_Activity_
Filter the listing below, copying every line in which the word "that" appears.

_Data extract_
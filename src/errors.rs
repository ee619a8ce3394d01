/*!
 * Error types for the subnfo application.
 *
 * This module contains custom error types for different parts of the application,
 * using the thiserror crate for ergonomic error definitions.
 */

use thiserror::Error;

/// Errors that can occur when talking to a remote service
#[derive(Error, Debug)]
pub enum ProviderError {
    /// Error when making an API request fails
    #[error("API request failed: {0}")]
    RequestFailed(String),

    /// Error when parsing an API response fails
    #[error("Failed to parse API response: {0}")]
    ParseError(String),

    /// Error returned by the API itself
    #[error("API responded with error: {status_code} - {message}")]
    ApiError {
        /// HTTP status code
        status_code: u16,
        /// Error message from the API
        message: String,
    },

    /// Error with authentication
    #[error("Authentication error: {0}")]
    AuthenticationError(String),
}

/// Errors that can occur while processing a metadata (NFO/XML) file
#[derive(Error, Debug)]
pub enum MetadataError {
    /// The file contained no lines at all before sanitizing
    #[error("Empty file: {0}")]
    EmptyFile(String),

    /// The sanitized content could not be parsed as markup
    #[error("Malformed markup in {path}: {reason}")]
    MalformedMarkup {
        /// Path of the offending file
        path: String,
        /// Parser error description
        reason: String,
    },
}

_Response box_
/// Errors that can occur when talking to a remote service
/// Errors that can occur while processing a metadata (NFO/XML) file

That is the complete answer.